Currently, the only way to get non-trivial Szemeredi-Trotter bounds for medium-sized sets of points and lines in finite fields is to first reduce to a sum-product type problem, then prove a non-trivial sum-product estimate. The latter has a good chance of extending to asymmetric settings, but the former is still problematic there, basically because one is now only quasi-extremal to one trivial bound rather than to two, which allows for substantially more variability and non-rigidity in any putative counterexample to improvements over the trivial bounds. (For instance, in the Helfgott-Rudnev explicit version of this inequality at http://arxiv.org/abs/1001.1980 , they focus exclusively on the latter (in the symmetric setting) but don't improve the former beyond what Nets, Jean, and I did in http://arxiv.org/abs/math/0301343.

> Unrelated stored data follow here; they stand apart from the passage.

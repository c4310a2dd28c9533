// Copyright (c) 2025 Geoffrey Huntley <ghuntley@ghuntley.com>. All rights reserved.
// SPDX-License-Identifier: Proprietary

//! Error types for tenancy resolution.
//!
//! Not-found is deliberately absent: a missing tenant or grant is a dead end
//! for traversal (empty result), never an error. A failing or timed-out store
//! call, by contrast, fails the whole resolution — a partial visibility answer
//! would be observably different from "I don't know" and callers must be able
//! to tell the two apart.

use thiserror::Error;

/// Errors that can occur while resolving permissions.
#[derive(Debug, Error)]
pub enum TenancyError {
	/// The tenant or permission store was unreachable or failed mid-call.
	/// Never downgraded to a deny or an empty result.
	#[error("store unavailable: {0}")]
	Store(#[source] Box<dyn std::error::Error + Send + Sync>),

	/// The caller cancelled the resolution before it completed.
	#[error("resolution cancelled")]
	Cancelled,
}

impl TenancyError {
	/// Wraps an underlying store failure.
	pub fn store(err: impl std::error::Error + Send + Sync + 'static) -> Self {
		TenancyError::Store(Box::new(err))
	}
}

/// Convenience alias used throughout the tenancy crates.
pub type Result<T> = std::result::Result<T, TenancyError>;

#[cfg(test)]
mod tests {
	use super::*;

	#[test]
	fn store_error_preserves_source() {
		let err = TenancyError::store(std::io::Error::new(
			std::io::ErrorKind::ConnectionRefused,
			"db down",
		));
		assert!(err.to_string().contains("store unavailable"));
		assert!(std::error::Error::source(&err).is_some());
	}

	#[test]
	fn cancelled_has_stable_message() {
		assert_eq!(TenancyError::Cancelled.to_string(), "resolution cancelled");
	}
}
// Copyright (c) 2025 Geoffrey Huntley <ghuntley@ghuntley.com>. All rights reserved.
// SPDX-License-Identifier: Proprietary

//! The abstract data-access boundary the engine consumes.
//!
//! Both stores are shared, externally-owned, read-mostly resources. The
//! engine never acquires locks on them and never mutates them; tenant and
//! permission lifecycle belongs to the surrounding application
//! (`trellis-server-db` in this workspace).
//!
//! Every method is a potentially blocking I/O operation. Implementations
//! must surface unavailability as
//! [`TenancyError::Store`](trellis_tenancy_core::TenancyError::Store), never
//! as an empty result.

use async_trait::async_trait;
use trellis_tenancy_core::{Operation, Permission, Result, Tenant, TenantId, UserId};

/// Lookup access to the persistent tenant tree.
#[async_trait]
pub trait TenantStore: Send + Sync {
	/// Finds a tenant by id. `None` is a dead end, not an error.
	async fn find_tenant(&self, id: &TenantId) -> Result<Option<Tenant>>;

	/// Finds the direct children of the given tenant.
	async fn find_children(&self, parent: &TenantId) -> Result<Vec<Tenant>>;
}

/// Lookup access to the persistent set of permission grants.
#[async_trait]
pub trait GrantStore: Send + Sync {
	/// Finds every grant matching the filter. An unset filter field matches
	/// all values.
	async fn find_grants(&self, filter: &GrantFilter) -> Result<Vec<Permission>>;
}

/// Filter for grant lookups. All fields optional; builder-style construction.
#[derive(Debug, Clone, Default, PartialEq, Eq)]
pub struct GrantFilter {
	/// Match grants scoped to this tenant.
	pub tenant: Option<TenantId>,
	/// Match grants covering this operation.
	pub operation: Option<Operation>,
	/// Match grants whose delegate set contains this identity.
	pub delegate: Option<UserId>,
}

impl GrantFilter {
	/// Creates an empty filter matching every grant.
	pub fn new() -> Self {
		Self::default()
	}

	/// Builder: match grants scoped to the given tenant.
	pub fn for_tenant(mut self, tenant: TenantId) -> Self {
		self.tenant = Some(tenant);
		self
	}

	/// Builder: match grants covering the given operation.
	pub fn for_operation(mut self, operation: Operation) -> Self {
		self.operation = Some(operation);
		self
	}

	/// Builder: match grants listing the given identity as a delegate.
	pub fn for_delegate(mut self, delegate: UserId) -> Self {
		self.delegate = Some(delegate);
		self
	}
}
// Copyright (c) 2025 Geoffrey Huntley <ghuntley@ghuntley.com>. All rights reserved.
// SPDX-License-Identifier: Proprietary

//! Explicit per-call request context.
//!
//! The engine has no ambient session object: every entry point takes the
//! caller identity and a cancellation token as explicit parameters, carried
//! together in a [`RequestContext`]. The invoking layer builds one per
//! incoming request and threads its cancellation into every store round trip.

use tokio_util::sync::CancellationToken;
use trellis_tenancy_core::{Result, TenancyError, UserId};

/// Caller identity plus cancellation, passed explicitly to every engine call.
#[derive(Debug, Clone)]
pub struct RequestContext {
	identity: Option<UserId>,
	cancel: CancellationToken,
}

impl RequestContext {
	/// Creates a context for an authenticated caller.
	pub fn new(identity: UserId) -> Self {
		Self {
			identity: Some(identity),
			cancel: CancellationToken::new(),
		}
	}

	/// Creates a context with no authenticated identity. Every operation
	/// denies or returns empty for such a context, before any store access.
	pub fn anonymous() -> Self {
		Self {
			identity: None,
			cancel: CancellationToken::new(),
		}
	}

	/// Builder: attach the caller's cancellation token so an abandoned
	/// request stops in-flight resolution work.
	pub fn with_cancel(mut self, cancel: CancellationToken) -> Self {
		self.cancel = cancel;
		self
	}

	/// The caller identity, if authenticated.
	pub fn identity(&self) -> Option<&UserId> {
		self.identity.as_ref()
	}

	/// The cancellation token governing this call.
	pub fn cancel_token(&self) -> &CancellationToken {
		&self.cancel
	}

	/// Fails with [`TenancyError::Cancelled`] once the caller has cancelled.
	/// Checked before every store round trip so cancellation propagates
	/// instead of a partial result being returned as if it were complete.
	pub(crate) fn checkpoint(&self) -> Result<()> {
		if self.cancel.is_cancelled() {
			return Err(TenancyError::Cancelled);
		}
		Ok(())
	}
}
// Copyright (c) 2025 Geoffrey Huntley <ghuntley@ghuntley.com>. All rights reserved.
// SPDX-License-Identifier: Proprietary

//! Development/demo seeding for the tenancy schema.
//!
//! Builds a titled tenant hierarchy, then assigns every role on every node to
//! users in round-robin order, attaching delegates to the grants provisioned
//! at tenant creation.

use std::collections::HashMap;

use trellis_tenancy_core::{Operation, Tenant, TenantId, UserId};

use crate::error::DbError;
use crate::permission::PermissionRepository;
use crate::tenant::TenantRepository;

/// Seed roles, each a bundle of operations.
#[derive(Debug, Clone, Copy, PartialEq, Eq)]
pub enum SeedRole {
	/// Read only.
	ViewOnly,
	/// Read and update.
	Editor,
	/// Create, read, and update.
	Creator,
	/// All four operations.
	Admin,
}

impl SeedRole {
	/// Every role, in the order they are dealt out per tenant.
	pub fn all() -> &'static [SeedRole] {
		&[
			SeedRole::Admin,
			SeedRole::Creator,
			SeedRole::Editor,
			SeedRole::ViewOnly,
		]
	}

	/// The operations this role bundles.
	pub fn operations(&self) -> &'static [Operation] {
		match self {
			SeedRole::ViewOnly => &[Operation::Read],
			SeedRole::Editor => &[Operation::Read, Operation::Update],
			SeedRole::Creator => &[Operation::Create, Operation::Read, Operation::Update],
			SeedRole::Admin => &[
				Operation::Create,
				Operation::Read,
				Operation::Update,
				Operation::Delete,
			],
		}
	}
}

/// A node in a tenant hierarchy to be seeded.
#[derive(Debug, Clone)]
pub struct TenantSeed {
	pub title: String,
	pub children: Vec<TenantSeed>,
}

impl TenantSeed {
	/// A childless node.
	pub fn leaf(title: impl Into<String>) -> Self {
		Self {
			title: title.into(),
			children: Vec::new(),
		}
	}

	/// A node with children.
	pub fn branch(title: impl Into<String>, children: Vec<TenantSeed>) -> Self {
		Self {
			title: title.into(),
			children,
		}
	}
}

/// Creates the given hierarchy, parents before children, and returns every
/// created tenant id in creation order.
#[tracing::instrument(skip(repo, roots))]
pub async fn seed_tenants(
	repo: &TenantRepository,
	roots: &[TenantSeed],
) -> Result<Vec<TenantId>, DbError> {
	tracing::info!("seeding tenants");

	let mut created = Vec::new();
	let mut worklist: Vec<(Option<TenantId>, &TenantSeed)> =
		roots.iter().rev().map(|r| (None, r)).collect();

	while let Some((parent, node)) = worklist.pop() {
		let tenant = Tenant::new(&node.title, parent);
		repo.create_tenant(&tenant).await?;
		created.push(tenant.id);
		for child in node.children.iter().rev() {
			worklist.push((Some(tenant.id), child));
		}
	}

	tracing::info!(count = created.len(), "tenants seeded");
	Ok(created)
}

/// Assigns each role on each tenant to users in round-robin order.
///
/// Walks every root's subtree depth-first; for each (tenant, role) pair the
/// next user becomes a delegate on the tenant's grants for that role's
/// operations. Grants missing for a pair (pre-provisioning data) are created
/// on the fly.
#[tracing::instrument(skip(tenants, permissions, users))]
pub async fn seed_permissions(
	tenants: &TenantRepository,
	permissions: &PermissionRepository,
	users: &[UserId],
) -> Result<(), DbError> {
	if users.is_empty() {
		tracing::info!("no users to seed permissions for");
		return Ok(());
	}
	tracing::info!("seeding permissions");

	let all = tenants.list_tenants().await?;
	let mut children: HashMap<Option<TenantId>, Vec<TenantId>> = HashMap::new();
	for tenant in &all {
		children.entry(tenant.parent).or_default().push(tenant.id);
	}

	// Depth-first from the roots, matching creation order.
	let mut order = Vec::new();
	let mut stack: Vec<TenantId> = children
		.get(&None)
		.cloned()
		.unwrap_or_default()
		.into_iter()
		.rev()
		.collect();
	while let Some(tenant) = stack.pop() {
		order.push(tenant);
		if let Some(kids) = children.get(&Some(tenant)) {
			stack.extend(kids.iter().rev().copied());
		}
	}

	let mut user_index = 0usize;
	for tenant in order {
		for role in SeedRole::all() {
			let user = users[user_index % users.len()];
			user_index += 1;

			for operation in role.operations() {
				let grant = match permissions.get_grant_for(&tenant, *operation).await? {
					Some(grant) => grant,
					None => permissions.create_grant(&tenant, *operation).await?,
				};
				permissions.add_delegate(&grant.id, &user).await?;
			}
		}
	}

	tracing::info!("permissions seeded");
	Ok(())
}

#[cfg(test)]
mod tests {
	use super::*;
	use crate::testing::create_tenancy_test_pool;
	use trellis_tenancy::GrantFilter;

	fn demo_tree() -> Vec<TenantSeed> {
		vec![TenantSeed::branch(
			"Root",
			vec![
				TenantSeed::branch("RegionA", vec![TenantSeed::leaf("OfficeA1")]),
				TenantSeed::leaf("RegionB"),
			],
		)]
	}

	#[tokio::test]
	async fn seeds_hierarchy_parents_first() {
		let pool = create_tenancy_test_pool().await;
		let repo = TenantRepository::new(pool);

		let created = seed_tenants(&repo, &demo_tree()).await.unwrap();
		assert_eq!(created.len(), 4);

		let root = repo.get_tenant(&created[0]).await.unwrap().unwrap();
		assert_eq!(root.title, "Root");
		assert!(root.is_root());

		let region = repo.get_tenant(&created[1]).await.unwrap().unwrap();
		assert_eq!(region.title, "RegionA");
		assert_eq!(region.parent, Some(root.id));

		let office = repo.get_tenant(&created[2]).await.unwrap().unwrap();
		assert_eq!(office.parent, Some(region.id));
	}

	#[tokio::test]
	async fn roles_map_to_operation_bundles() {
		assert_eq!(SeedRole::ViewOnly.operations(), &[Operation::Read]);
		assert_eq!(SeedRole::Admin.operations().len(), 4);
		assert_eq!(SeedRole::all().len(), 4);
	}

	#[tokio::test]
	async fn assigns_delegates_round_robin() {
		let pool = create_tenancy_test_pool().await;
		let tenants = TenantRepository::new(pool.clone());
		let permissions = PermissionRepository::new(pool);

		let created = seed_tenants(&tenants, &demo_tree()).await.unwrap();
		let users: Vec<UserId> = (0..3).map(|_| UserId::generate()).collect();
		seed_permissions(&tenants, &permissions, &users).await.unwrap();

		// First dealt role is Admin on the root, going to the first user.
		let root_delete = permissions
			.get_grant_for(&created[0], Operation::Delete)
			.await
			.unwrap()
			.unwrap();
		assert!(root_delete.has_delegate(&users[0]));

		// Every tenant ends up with read delegates.
		for tenant in &created {
			let reads = permissions
				.grants_matching(
					&GrantFilter::new()
						.for_tenant(*tenant)
						.for_operation(Operation::Read),
				)
				.await
				.unwrap();
			assert_eq!(reads.len(), 1);
			assert!(!reads[0].delegates.is_empty());
		}
	}

	#[tokio::test]
	async fn empty_user_list_is_a_no_op() {
		let pool = create_tenancy_test_pool().await;
		let tenants = TenantRepository::new(pool.clone());
		let permissions = PermissionRepository::new(pool);

		seed_tenants(&tenants, &demo_tree()).await.unwrap();
		seed_permissions(&tenants, &permissions, &[]).await.unwrap();
	}
}
// Copyright (c) 2025 Geoffrey Huntley <ghuntley@ghuntley.com>. All rights reserved.
// SPDX-License-Identifier: Proprietary

//! Hierarchical permission-resolution engine for Trellis.
//!
//! Tenants form a tree; operation-level grants scoped to a tenant node
//! implicitly propagate to that node's descendants. This crate answers two
//! questions under concurrent load:
//!
//! 1. Can this identity perform operation X against tenant T?
//! 2. Which tenants are visible to this identity?
//!
//! The second is used to scope every list/read query in the surrounding
//! application.
//!
//! # Architecture
//!
//! Data flows one direction, no component calls back "up":
//!
//! ```text
//! TenancyEngine (facade) -> resolver -> tree walker + GrantStore -> TenantStore
//! ```
//!
//! - [`store`]: the abstract data-access boundary ([`TenantStore`],
//!   [`GrantStore`]) the engine consumes; the engine only ever reads
//! - [`tree`]: ancestor/descendant traversal with structural cycle protection
//! - [`resolver`]: combines traversal with grant lookups
//! - [`facade`]: the [`TenancyEngine`] decision API the rest of the system
//!   consumes, including the injectable global-admin [`OverridePredicate`]
//! - [`context`]: explicit per-call identity and cancellation
//!   ([`RequestContext`]) — there is no ambient session object
//!
//! Every call is a stateless, idempotent read computed fresh from current
//! store contents. There is deliberately no cache layer, so a grant change is
//! visible to the very next authorization check.
//!
//! # Example
//!
//! ```no_run
//! use std::sync::Arc;
//! use trellis_tenancy::{OverridePredicate, RequestContext, TenancyEngine};
//! use trellis_tenancy_core::{Operation, TenantId, UserId};
//! # async fn example(
//! #     tenants: Arc<dyn trellis_tenancy::TenantStore>,
//! #     grants: Arc<dyn trellis_tenancy::GrantStore>,
//! #     tenant: TenantId,
//! # ) -> trellis_tenancy_core::Result<()> {
//! let engine = TenancyEngine::new(tenants, grants, OverridePredicate::none());
//! let ctx = RequestContext::new(UserId::generate());
//!
//! let decision = engine.authorize(&ctx, tenant, Operation::Update).await?;
//! if decision.is_allowed() {
//!     // proceed with the update
//! }
//! # Ok(())
//! # }
//! ```

pub mod config;
pub mod context;
pub mod facade;
pub mod resolver;
pub mod store;
pub mod testing;
pub mod tree;

pub use config::TenancyConfig;
pub use context::RequestContext;
pub use facade::{Decision, OverridePredicate, ScopeFilter, TenancyEngine};
pub use store::{GrantFilter, GrantStore, TenantStore};
pub use tree::{ancestor_chain, descendant_set};

// Re-exported so consumers of the engine rarely need a direct dependency on
// the core crate.
pub use trellis_tenancy_core::{
	Operation, Permission, PermissionId, Result, Tenant, TenancyError, TenantId, UserId,
};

For very small sets (of logarithmic size or so), one can embed the configuration into the complex plane, at which point the complex Szemeredi-Trotter theorem becomes available; see this paper of Grosu, http://arxiv.org/abs/1303.2363 , for details. Unfortunately it is not clear how to push this method to larger sets.

Given that the Szemeredi-Trotter theorem over the reals (and complexes) can be proven by the polynomial method (see e.g. my survey on that method at http://arxiv.org/abs/1310.6482), and that the polynomial method has had other notable successes in finite fields, it is very natural to suspect that the polynomial method should be usable to deduce non-trivial Szemeredi-Trotter or sum-product theorems in finite fields. It is thus a bit frustrating that no such proof is currently known (the key obstacle being the lack of a substitute for the ham sandwich theorem for the finite field setting).